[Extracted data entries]
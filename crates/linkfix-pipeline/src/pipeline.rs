//! Render pipeline with source-stage and render-stage transforms.

use linkfix_links::{LinkPrefixes, RewriteReport};
use linkfix_tree::{HtmlNode, HtmlParseError, MdNode, parse_fragment};
use pulldown_cmark::Options;
use tracing::{debug, debug_span};

use crate::transform::{FixDocsLinks, RenderTransform, SourceTransform};

/// Error from running the pipeline.
#[derive(Debug, thiserror::Error)]
#[non_exhaustive]
pub enum PipelineError {
    /// Rendered or supplied HTML could not be parsed into a tree.
    #[error("failed to parse HTML")]
    Html(#[from] HtmlParseError),
}

/// Result of rendering markdown.
#[derive(Clone, Debug)]
pub struct RenderOutput {
    /// Final HTML after both stages.
    pub html: String,
    /// What the source-stage transforms changed.
    pub source: RewriteReport,
    /// What the render-stage transforms changed.
    pub render: RewriteReport,
}

impl RenderOutput {
    /// Total number of rewritten links across both stages.
    #[must_use]
    pub fn rewritten(&self) -> usize {
        self.source.rewritten() + self.render.rewritten()
    }
}

/// Result of running only the render stage over existing HTML.
#[derive(Clone, Debug)]
pub struct HtmlOutput {
    /// HTML after the render-stage transforms.
    pub html: String,
    /// What the render-stage transforms changed.
    pub report: RewriteReport,
}

/// Markdown-to-HTML pipeline.
///
/// Transforms are applied in registration order at their stage.
pub struct Pipeline {
    gfm: bool,
    source_transforms: Vec<Box<dyn SourceTransform>>,
    render_transforms: Vec<Box<dyn RenderTransform>>,
}

impl Pipeline {
    /// Create a pipeline with GFM enabled and no transforms.
    #[must_use]
    pub fn new() -> Self {
        Self {
            gfm: true,
            source_transforms: Vec::new(),
            render_transforms: Vec::new(),
        }
    }

    /// Create a pipeline with [`FixDocsLinks`] registered at both stages.
    #[must_use]
    pub fn for_prefixes(prefixes: LinkPrefixes) -> Self {
        let plugin = FixDocsLinks::new(prefixes);
        Self::new()
            .with_source_transform(plugin.clone())
            .with_render_transform(plugin)
    }

    /// Enable or disable GitHub Flavored Markdown features.
    ///
    /// GFM is enabled by default. When enabled, the parser supports:
    /// - Tables
    /// - Strikethrough (`~~text~~`)
    /// - Task lists (`- [ ] item`)
    /// - Footnotes and alerts
    #[must_use]
    pub fn with_gfm(mut self, enabled: bool) -> Self {
        self.gfm = enabled;
        self
    }

    /// Register a transform for the markdown tree.
    #[must_use]
    pub fn with_source_transform(mut self, transform: impl SourceTransform + 'static) -> Self {
        self.source_transforms.push(Box::new(transform));
        self
    }

    /// Register a transform for the rendered HTML tree.
    #[must_use]
    pub fn with_render_transform(mut self, transform: impl RenderTransform + 'static) -> Self {
        self.render_transforms.push(Box::new(transform));
        self
    }

    /// Get parser options based on GFM configuration.
    #[must_use]
    pub fn parser_options(&self) -> Options {
        if self.gfm {
            Options::ENABLE_TABLES
                | Options::ENABLE_STRIKETHROUGH
                | Options::ENABLE_TASKLISTS
                | Options::ENABLE_FOOTNOTES
                | Options::ENABLE_GFM
        } else {
            Options::empty()
        }
    }

    /// Render markdown to HTML, running both stages.
    ///
    /// # Errors
    ///
    /// Returns an error if the rendered HTML cannot be parsed back into a
    /// tree (for example malformed raw HTML in the source).
    pub fn render(&self, markdown: &str) -> Result<RenderOutput, PipelineError> {
        let mut tree = MdNode::parse(markdown, self.parser_options());
        let source = self.apply_source(&mut tree);

        let HtmlOutput { html, report } = self.fix_html(&tree.to_html())?;

        debug!(
            source_rewrites = source.rewritten(),
            render_rewrites = report.rewritten(),
            "Rendered document"
        );

        Ok(RenderOutput {
            html,
            source,
            render: report,
        })
    }

    /// Run only the source stage and report what it would rewrite.
    pub fn source_rewrites(&self, markdown: &str) -> RewriteReport {
        let mut tree = MdNode::parse(markdown, self.parser_options());
        self.apply_source(&mut tree)
    }

    /// Run only the render stage over an existing HTML document or fragment.
    ///
    /// # Errors
    ///
    /// Returns an error if `html` cannot be parsed into a tree.
    pub fn fix_html(&self, html: &str) -> Result<HtmlOutput, PipelineError> {
        let mut tree = parse_fragment(html)?;
        let report = self.apply_render(&mut tree);
        Ok(HtmlOutput {
            html: tree.to_html(),
            report,
        })
    }

    /// Apply source-stage transforms in registration order.
    pub fn apply_source(&self, tree: &mut MdNode) -> RewriteReport {
        let _span = debug_span!("source_stage").entered();
        let mut report = RewriteReport::default();
        for transform in &self.source_transforms {
            let result = transform.apply(tree);
            debug!(
                transform = transform.name(),
                links = result.links,
                rewritten = result.rewritten(),
                "Applied transform"
            );
            report.merge(result);
        }
        report
    }

    /// Apply render-stage transforms in registration order.
    pub fn apply_render(&self, tree: &mut HtmlNode) -> RewriteReport {
        let _span = debug_span!("render_stage").entered();
        let mut report = RewriteReport::default();
        for transform in &self.render_transforms {
            let result = transform.apply(tree);
            debug!(
                transform = transform.name(),
                links = result.links,
                rewritten = result.rewritten(),
                "Applied transform"
            );
            report.merge(result);
        }
        report
    }
}

impl Default for Pipeline {
    fn default() -> Self {
        Self::new()
    }
}

#[cfg(test)]
mod tests {
    use pretty_assertions::assert_eq;

    use super::*;

    fn pipeline() -> Pipeline {
        Pipeline::for_prefixes(LinkPrefixes::default())
    }

    #[test]
    fn test_render_rewrites_markdown_links() {
        let output = pipeline()
            .render("See [setup](/guides/setup) or [home](https://example.com).")
            .unwrap();
        assert_eq!(
            output.html,
            "<p>See <a href=\"/docs/guides/setup\">setup</a> or <a href=\"https://example.com\">home</a>.</p>\n"
        );
        assert_eq!(output.source.links, 2);
        assert_eq!(output.source.rewritten(), 1);
    }

    #[test]
    fn test_render_stage_adds_nothing_after_source_stage() {
        let markdown = "\
# Guide

- [a](/a)
- [b](/docs/b)
- [c](#c)
- [d](@site/static/d.pdf)
- [e](relative/e)
- [f](mailto:team@example.com)

| Link |
|------|
| [g](/g) |
";
        let output = pipeline().render(markdown).unwrap();
        assert_eq!(output.source.rewritten(), 2);
        assert_eq!(output.render.links, 7);
        assert!(output.render.is_unchanged());
    }

    #[test]
    fn test_render_stage_catches_raw_html_links() {
        let markdown = "\
Inline <a href=\"/inline\">link</a>.

<div class=\"card\">
<a href=\"/card\">Card</a>
<a href=\"/docs/already\">Done</a>
</div>
";
        let output = pipeline().render(markdown).unwrap();
        assert_eq!(output.source.links, 0);
        assert_eq!(output.render.rewritten(), 2);
        assert!(output.html.contains(r#"<a href="/docs/inline">link</a>"#));
        assert!(output.html.contains(r#"<a href="/docs/card">Card</a>"#));
        assert!(output.html.contains(r#"<a href="/docs/already">Done</a>"#));
        assert_eq!(output.rewritten(), 2);
    }

    #[test]
    fn test_script_and_style_blocks_pass_through() {
        let markdown = "\
<script>if (a < b) { x(); }</script>

<style>
a > b { color: red }
</style>

[a](/a)
";
        let output = pipeline().render(markdown).unwrap();
        assert_eq!(
            output.html,
            "<script>if (a < b) { x(); }</script>\n<style>\na > b { color: red }\n</style>\n\
             <p><a href=\"/docs/a\">a</a></p>\n"
        );
        assert_eq!(output.render.links, 1);
    }

    #[test]
    fn test_raw_html_with_stray_less_than() {
        let output = pipeline()
            .render("<div>\n1 < 2 <a href=\"/x\">x</a>\n</div>\n")
            .unwrap();
        assert_eq!(output.html, "<div>\n1 < 2 <a href=\"/docs/x\">x</a>\n</div>\n");
        assert_eq!(output.render.rewritten(), 1);
    }

    #[test]
    fn test_raw_html_with_bare_ampersand() {
        let output = pipeline().render("<div>AT&T</div>\n\n[a](/a)\n").unwrap();
        assert_eq!(
            output.html,
            "<div>AT&T</div>\n<p><a href=\"/docs/a\">a</a></p>\n"
        );
    }

    #[test]
    fn test_processing_instruction_survives_render() {
        let output = pipeline().render("<?php echo 1; ?>\n\n[a](/a)\n").unwrap();
        assert_eq!(
            output.html,
            "<?php echo 1; ?>\n<p><a href=\"/docs/a\">a</a></p>\n"
        );
    }

    #[test]
    fn test_deeply_nested_markdown() {
        let depth = 20_000;
        let markdown = format!("{}[a](/a)", ">".repeat(depth));
        let output = pipeline().render(&markdown).unwrap();
        assert_eq!(output.source.rewritten(), 1);
        assert!(output.render.is_unchanged());
        assert!(output.html.contains("<p><a href=\"/docs/a\">a</a></p>"));
        assert!(output.html.starts_with("<blockquote>\n<blockquote>\n"));
    }

    #[test]
    fn test_fix_html_deeply_nested() {
        let depth = 100_000;
        let html = format!("{}<a href=\"/a\">a</a>", "<div>".repeat(depth));
        let output = pipeline().fix_html(&html).unwrap();
        assert_eq!(output.report.rewritten(), 1);
        assert!(output.html.ends_with("<a href=\"/docs/a\">a</a></div></div>"));
    }

    #[test]
    fn test_fix_html_leaves_script_contents() {
        let html = "<script>document.write('<a href=\"/x\">x</a>');</script><a href=\"/y\">y</a>";
        let output = pipeline().fix_html(html).unwrap();
        assert_eq!(
            output.html,
            "<script>document.write('<a href=\"/x\">x</a>');</script><a href=\"/docs/y\">y</a>"
        );
    }

    #[test]
    fn test_alias_marker_survives_render_stage() {
        let output = pipeline()
            .render("<a href=\"@site/static/file.pdf\">file</a>")
            .unwrap();
        assert!(output.render.is_unchanged());
        assert!(output.html.contains(r#"href="@site/static/file.pdf""#));
    }

    #[test]
    fn test_images_untouched() {
        let output = pipeline().render("![logo](/img/logo.png)").unwrap();
        assert_eq!(output.html, "<p><img src=\"/img/logo.png\" alt=\"logo\" /></p>\n");
        assert_eq!(output.rewritten(), 0);
    }

    #[test]
    fn test_pipeline_without_transforms_renders_verbatim() {
        let output = Pipeline::new().render("[a](/a)").unwrap();
        assert_eq!(output.html, "<p><a href=\"/a\">a</a></p>\n");
        assert_eq!(output.source, RewriteReport::default());
        assert_eq!(output.render, RewriteReport::default());
    }

    #[test]
    fn test_custom_prefix() {
        let output = Pipeline::for_prefixes(LinkPrefixes::new("/handbook/", "@site/"))
            .render("[a](/a) <a href=\"/b\">b</a>")
            .unwrap();
        assert!(output.html.contains(r#"href="/handbook/a""#));
        assert!(output.html.contains(r#"href="/handbook/b""#));
    }

    #[test]
    fn test_gfm_disabled_leaves_tables_as_text() {
        let markdown = "| a |\n|---|\n| [x](/x) |\n";
        let output = pipeline().with_gfm(false).render(markdown).unwrap();
        assert!(!output.html.contains("<table>"));
        assert!(output.html.contains(r#"href="/docs/x""#));
    }

    #[test]
    fn test_source_rewrites_reports_without_rendering() {
        let report = pipeline().source_rewrites("[a](/a) [b](/b) [c](/docs/c)");
        assert_eq!(report.links, 3);
        assert_eq!(
            report
                .rewrites
                .iter()
                .map(|r| r.to.as_str())
                .collect::<Vec<_>>(),
            vec!["/docs/a", "/docs/b"]
        );
    }

    #[test]
    fn test_fix_html_document() {
        let html = "<!DOCTYPE html><html><body><nav><a href=\"/\">Home</a></nav></body></html>";
        let output = pipeline().fix_html(html).unwrap();
        assert_eq!(
            output.html,
            "<!DOCTYPE html><html><body><nav><a href=\"/docs/\">Home</a></nav></body></html>"
        );
        assert_eq!(output.report.rewritten(), 1);
    }

    #[test]
    fn test_fix_html_twice_is_idempotent() {
        let first = pipeline().fix_html("<a href=\"/x\">x</a>").unwrap();
        let second = pipeline().fix_html(&first.html).unwrap();
        assert!(second.report.is_unchanged());
        assert_eq!(second.html, first.html);
    }

    struct CountingTransform;

    impl SourceTransform for CountingTransform {
        fn name(&self) -> &'static str {
            "counting"
        }

        fn apply(&self, tree: &mut MdNode) -> RewriteReport {
            RewriteReport {
                links: tree.links().len(),
                rewrites: Vec::new(),
            }
        }
    }

    #[test]
    fn test_transforms_run_in_order_and_merge() {
        let pipeline = pipeline().with_source_transform(CountingTransform);
        let output = pipeline.render("[a](/a)").unwrap();
        // FixDocsLinks visits one link, then the counter sees the same link.
        assert_eq!(output.source.links, 2);
        assert_eq!(output.source.rewritten(), 1);
    }
}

Work required: Output exactly the span of lines beginning at the first line of the records and ending at the line that holds "pub struct HtmlOutput", inclusive, with no other text.

Exercise result:
filename crates/linkfix-pipeline/src/pipeline.rs
//! Render pipeline with source-stage and render-stage transforms.

use linkfix_links::{LinkPrefixes, RewriteReport};
use linkfix_tree::{HtmlNode, HtmlParseError, MdNode, parse_fragment};
use pulldown_cmark::Options;
use tracing::{debug, debug_span};

use crate::transform::{FixDocsLinks, RenderTransform, SourceTransform};

/// Error from running the pipeline.
#[derive(Debug, thiserror::Error)]
#[non_exhaustive]
pub enum PipelineError {
    /// Rendered or supplied HTML could not be parsed into a tree.
    #[error("failed to parse HTML")]
    Html(#[from] HtmlParseError),
}

/// Result of rendering markdown.
#[derive(Clone, Debug)]
pub struct RenderOutput {
    /// Final HTML after both stages.
    pub html: String,
    /// What the source-stage transforms changed.
    pub source: RewriteReport,
    /// What the render-stage transforms changed.
    pub render: RewriteReport,
}

impl RenderOutput {
    /// Total number of rewritten links across both stages.
    #[must_use]
    pub fn rewritten(&self) -> usize {
        self.source.rewritten() + self.render.rewritten()
    }
}

/// Result of running only the render stage over existing HTML.
#[derive(Clone, Debug)]
pub struct HtmlOutput {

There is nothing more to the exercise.